How To Respond To A Lawsuit Without An Attorney

authority content image 1

Receiving a summons or complaint against you can be a daunting experience, particularly when you don’t have an attorney. As the right to an attorney only applies to incarcerated individuals, as many as 90% of individuals go without legal representation every year. But you are not alone; Fiore & Barber, LLC, is on hand for advice on how to respond to a lawsuit without an attorney.
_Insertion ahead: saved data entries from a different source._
//! `SqliteDatabase` is a concrete implementation of a fulfillment engine backend.
//!
//! Unsurprisingly, it uses SQLite as the backend and implements all the traits defined in the [`crate::traits`]
//! module.
use std::fmt::Debug;

use log::*;
use sqlx::{migrate::MigrateError, SqlitePool};

use super::db::{alerts, db_url, dedup, new_pool, orders, products};
use crate::{
    db_types::{
        DedupRecord,
        LineItem,
        Money,
        NewOrder,
        NewProduct,
        NewReconciliationAlert,
        Order,
        OrderId,
        OrderStatusType,
        Product,
        ReconciliationAlert,
    },
    traits::{
        FulfillmentDatabase,
        FulfillmentError,
        InsertOrderResult,
        InventoryError,
        InventoryManagement,
        OrderManagement,
        OrderStoreError,
        Reservation,
    },
};

#[derive(Clone)]
pub struct SqliteDatabase {
    url: String,
    pool: SqlitePool,
}

impl Debug for SqliteDatabase {
    fn fmt(&self, f: &mut std::fmt::Formatter<'_>) -> std::fmt::Result {
        writeln!(f, "SqliteDatabase ({:?})", self.pool)
    }
}

impl SqliteDatabase {
    /// Creates a new database API object using the URL in `SF_DATABASE_URL`.
    pub async fn new(max_connections: u32) -> Result<Self, sqlx::Error> {
        let url = db_url();
        SqliteDatabase::new_with_url(&url, max_connections).await
    }

    pub async fn new_with_url(url: &str, max_connections: u32) -> Result<Self, sqlx::Error> {
        trace!("🗃️ Creating new database connection pool with url {url}");
        let pool = new_pool(url, max_connections).await?;
        Ok(Self { url: url.to_string(), pool })
    }

    /// Brings the schema up to date.
    pub async fn migrate(&self) -> Result<(), MigrateError> {
        sqlx::migrate!("./src/sqlite/migrations").run(&self.pool).await?;
        info!("🗃️ Database migrations complete");
        Ok(())
    }

    /// Loads catalog entries into the ledger. Existing products are overwritten. This is a bootstrap operation, and
    /// is not part of any trait: the engine itself never creates products.
    pub async fn seed_products(&self, catalog: &[NewProduct]) -> Result<Vec<Product>, sqlx::Error> {
        let mut tx = self.pool.begin().await?;
        let mut result = Vec::with_capacity(catalog.len());
        for product in catalog {
            result.push(products::upsert_product(product.clone(), &mut tx).await?);
        }
        tx.commit().await?;
        info!("🗃️ Seeded {} products", result.len());
        Ok(result)
    }

    pub fn pool(&self) -> &SqlitePool {
        &self.pool
    }
}

impl InventoryManagement for SqliteDatabase {
    async fn fetch_product(&self, product_id: &str) -> Result<Option<Product>, InventoryError> {
        let mut conn = self.pool.acquire().await?;
        let product = products::fetch_product(product_id, &mut conn).await?;
        Ok(product)
    }

    async fn fetch_products(&self) -> Result<Vec<Product>, InventoryError> {
        let mut conn = self.pool.acquire().await?;
        let products = products::fetch_products(&mut conn).await?;
        Ok(products)
    }

    async fn quote(&self, items: &[LineItem]) -> Result<Money, InventoryError> {
        let mut conn = self.pool.acquire().await?;
        products::quote(items, &mut conn).await
    }

    async fn check_and_reserve(&self, items: &[LineItem]) -> Result<Reservation, InventoryError> {
        let mut tx = self.pool.begin().await?;
        // Dropping the transaction on error rolls back any decrements already made
        let reservation = products::reserve_items(items, &mut tx).await?;
        tx.commit().await?;
        Ok(reservation)
    }
}

impl OrderManagement for SqliteDatabase {
    async fn fetch_order_by_id(&self, id: OrderId) -> Result<Option<Order>, OrderStoreError> {
        let mut conn = self.pool.acquire().await?;
        let order = orders::fetch_order_by_id(id, &mut conn).await?;
        Ok(order)
    }

    async fn fetch_latest_order_for_email(&self, email: &str) -> Result<Option<Order>, OrderStoreError> {
        let mut conn = self.pool.acquire().await?;
        let order = orders::fetch_latest_order_for_email(email, &mut conn).await?;
        Ok(order)
    }

    async fn fetch_order_for_key(&self, idempotency_key: &str) -> Result<Option<Order>, OrderStoreError> {
        let mut conn = self.pool.acquire().await?;
        let order = orders::fetch_order_for_key(idempotency_key, &mut conn).await?;
        Ok(order)
    }

    async fn fetch_dedup_record(&self, idempotency_key: &str) -> Result<Option<DedupRecord>, OrderStoreError> {
        let mut conn = self.pool.acquire().await?;
        let record = dedup::fetch_record(idempotency_key, &mut conn).await?;
        Ok(record)
    }
}

impl FulfillmentDatabase for SqliteDatabase {
    fn url(&self) -> &str {
        self.url.as_str()
    }

    async fn fulfil_order(&self, order: NewOrder) -> Result<InsertOrderResult, FulfillmentError> {
        let mut tx = self.pool.begin().await?;
        let key = order.idempotency_key.clone();
        if let Some(key) = key.as_deref() {
            if !dedup::claim_key(key, &mut tx).await? {
                tx.rollback().await?;
                debug!("🗃️ Idempotency key {key} has already been applied. Fetching the existing order");
                let mut conn = self.pool.acquire().await?;
                let existing = orders::fetch_order_for_key(key, &mut conn).await?.ok_or_else(|| {
                    OrderStoreError::CorruptData(format!("Idempotency key {key} is not bound to an order"))
                })?;
                return Ok(InsertOrderResult::AlreadyExists(existing));
            }
        }
        let reservation = products::reserve_items(&order.items, &mut tx).await?;
        let order = orders::insert_order(order, reservation.total, &mut tx).await?;
        if let Some(key) = key.as_deref() {
            dedup::bind_order(key, order.id, &mut tx).await?;
        }
        tx.commit().await?;
        debug!("🗃️ Order {} committed ({}) with total {}", order.id, order.status, order.total);
        Ok(InsertOrderResult::Inserted(order))
    }

    async fn insert_failed_order(&self, order: NewOrder, total: Money) -> Result<Order, FulfillmentError> {
        let mut tx = self.pool.begin().await?;
        let key = order.idempotency_key.clone();
        if let Some(key) = key.as_deref() {
            if !dedup::claim_key(key, &mut tx).await? {
                tx.rollback().await?;
                debug!("🗃️ Idempotency key {key} was applied while its failure was being recorded");
                let mut conn = self.pool.acquire().await?;
                let existing = orders::fetch_order_for_key(key, &mut conn).await?.ok_or_else(|| {
                    OrderStoreError::CorruptData(format!("Idempotency key {key} is not bound to an order"))
                })?;
                return Ok(existing);
            }
        }
        let order = orders::insert_order(order.with_status(OrderStatusType::Failed), total, &mut tx).await?;
        if let Some(key) = key.as_deref() {
            dedup::bind_order(key, order.id, &mut tx).await?;
        }
        tx.commit().await?;
        Ok(order)
    }

    async fn update_order_status(&self, id: OrderId, status: OrderStatusType) -> Result<Order, FulfillmentError> {
        let mut tx = self.pool.begin().await?;
        let order = orders::update_order_status(id, status, &mut tx).await?;
        tx.commit().await?;
        Ok(order)
    }

    async fn record_alert(&self, alert: NewReconciliationAlert) -> Result<ReconciliationAlert, FulfillmentError> {
        let mut conn = self.pool.acquire().await?;
        let alert = alerts::insert_alert(alert, &mut conn).await?;
        Ok(alert)
    }

    async fn fetch_alerts(&self) -> Result<Vec<ReconciliationAlert>, FulfillmentError> {
        let mut conn = self.pool.acquire().await?;
        let alerts = alerts::fetch_alerts(&mut conn).await?;
        Ok(alerts)
    }

    async fn close(&mut self) -> Result<(), FulfillmentError> {
        self.pool.close().await;
        Ok(())
    }
}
If you receive a complaint or summons, responding is essential. No response is considered an admission of guilt, and the plaintiff (the person with the complaint) may receive everything they’ve alleged as a default judgment will be passed against you. In most cases, you will have up to 28 days to respond, but this will vary by state.

Analyzing The Complaint

In addition to submitting your response on time, you must also include essential information to register your response successfully. Carefully read the complaint and include the same details in your response regarding the plaintiff, your name and address (you will be known as the defendant), the correct court, county, case number, and the judge. When you read the complaint, take note of every point made in the complaint’s body, as these will be what you are responding to. Make a copy of the complaint you can annotate and keep a clean copy of the original document.

Writing Your Response

Your response should cover every paragraph in the complaint and whether you admit or deny each point raised. If you can’t remember whether part of the complaint is correct, it may be safer to deny it and avoid relying on your memory. For each point that you admit or deny, include a brief reason why. An example would be if the plaintiff alleged you never paid back a loan you’ve already repaid. You can include any affirmative defense at the end of these responses, such as the statute of limitations nullifying the complaint. You should also make sure you include any relevant counterclaims that relate to the plaintiff. Then, ask the judge to dismiss the claim and sign your name and print your contact details below.

authority content image 2

What Is A Counterclaim?

If you feel that the plaintiff wronged you in a way that is financially or legally relevant to the claim, you may want to file a counterclaim. The plaintiff in your original complaint will need to respond to your counterclaim. The judge would need to consider your counterclaim alongside the original claim. A counterclaim is different from a defense. The defense is when there is a reason the complaint is incorrect, while a counterclaim is you suing the individual that filed the complaint. 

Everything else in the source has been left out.